_Exercise instructions_. The full set of entries is to be returned word for word.

_Recorded information_.
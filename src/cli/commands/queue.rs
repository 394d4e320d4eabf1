//! Mutation queue and dead-letter commands.

use colored::Colorize;

use crate::cli::args::{DeadLetterCommands, OutputFormat, QueueCommands};
use crate::error::LedgerError;
use crate::output::{format_dead_letters, format_queue, to_json};
use crate::service::SyncService;

/// Execute queue subcommands.
///
/// # Errors
///
/// Returns an error if `clear` is not confirmed or the store fails.
pub async fn queue(
    service: &SyncService,
    cmd: QueueCommands,
    format: OutputFormat,
) -> Result<String, LedgerError> {
    match cmd {
        QueueCommands::List { entity } => {
            let items = match entity {
                Some(entity_id) => service.queue().items_for_entity(&entity_id).await,
                None => service.queue().get_status().await.queue,
            };
            format_queue(&items, format)
        }
        QueueCommands::Clear { force } => {
            if !force {
                return Err(LedgerError::Config(
                    "Use --force to clear the mutation queue".to_string(),
                ));
            }
            let cleared = service.queue().clear().await?;
            match format {
                OutputFormat::Json => to_json(&serde_json::json!({ "cleared": cleared })),
                OutputFormat::Pretty => Ok(format!("Cleared {cleared} pending mutations")),
            }
        }
    }
}

/// Execute dead-letter subcommands.
///
/// # Errors
///
/// Returns `NotFound` for an unknown item id.
pub async fn dead_letter(
    service: &SyncService,
    cmd: DeadLetterCommands,
    format: OutputFormat,
) -> Result<String, LedgerError> {
    match cmd {
        DeadLetterCommands::List => format_dead_letters(&service.queue().dead_letters().await, format),
        DeadLetterCommands::Requeue { id } => {
            let item = service.queue().requeue_dead_letter(id).await?;
            match format {
                OutputFormat::Json => to_json(&item),
                OutputFormat::Pretty => Ok(format!(
                    "{} Requeued {} {}",
                    "✓".green(),
                    item.action.display_name(),
                    item.id
                )),
            }
        }
        DeadLetterCommands::Discard { id } => {
            let letter = service.queue().discard_dead_letter(id).await?;
            match format {
                OutputFormat::Json => to_json(&letter),
                OutputFormat::Pretty => Ok(format!(
                    "{} Discarded {} {}",
                    "✗".red(),
                    letter.item.action.display_name(),
                    letter.item.id
                )),
            }
        }
    }
}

_Result of this exercise_.
filename src/cli/commands/queue.rs
repository 394d4e320d4eabf1
//! Mutation queue and dead-letter commands.

use colored::Colorize;

use crate::cli::args::{DeadLetterCommands, OutputFormat, QueueCommands};
use crate::error::LedgerError;
use crate::output::{format_dead_letters, format_queue, to_json};
use crate::service::SyncService;

/// Execute queue subcommands.
///
/// # Errors
///
/// Returns an error if `clear` is not confirmed or the store fails.
pub async fn queue(
    service: &SyncService,
    cmd: QueueCommands,
    format: OutputFormat,
) -> Result<String, LedgerError> {
    match cmd {
        QueueCommands::List { entity } => {
            let items = match entity {
                Some(entity_id) => service.queue().items_for_entity(&entity_id).await,
                None => service.queue().get_status().await.queue,
            };
            format_queue(&items, format)
        }
        QueueCommands::Clear { force } => {
            if !force {
                return Err(LedgerError::Config(
                    "Use --force to clear the mutation queue".to_string(),
                ));
            }
            let cleared = service.queue().clear().await?;
            match format {
                OutputFormat::Json => to_json(&serde_json::json!({ "cleared": cleared })),
                OutputFormat::Pretty => Ok(format!("Cleared {cleared} pending mutations")),
            }
        }
    }
}

/// Execute dead-letter subcommands.
///
/// # Errors
///
/// Returns `NotFound` for an unknown item id.
pub async fn dead_letter(
    service: &SyncService,
    cmd: DeadLetterCommands,
    format: OutputFormat,
) -> Result<String, LedgerError> {
    match cmd {
        DeadLetterCommands::List => format_dead_letters(&service.queue().dead_letters().await, format),
        DeadLetterCommands::Requeue { id } => {
            let item = service.queue().requeue_dead_letter(id).await?;
            match format {
                OutputFormat::Json => to_json(&item),
                OutputFormat::Pretty => Ok(format!(
                    "{} Requeued {} {}",
                    "✓".green(),
                    item.action.display_name(),
                    item.id
                )),
            }
        }
        DeadLetterCommands::Discard { id } => {
            let letter = service.queue().discard_dead_letter(id).await?;
            match format {
                OutputFormat::Json => to_json(&letter),
                OutputFormat::Pretty => Ok(format!(
                    "{} Discarded {} {}",
                    "✗".red(),
                    letter.item.action.display_name(),
                    letter.item.id
                )),
            }
        }
    }
}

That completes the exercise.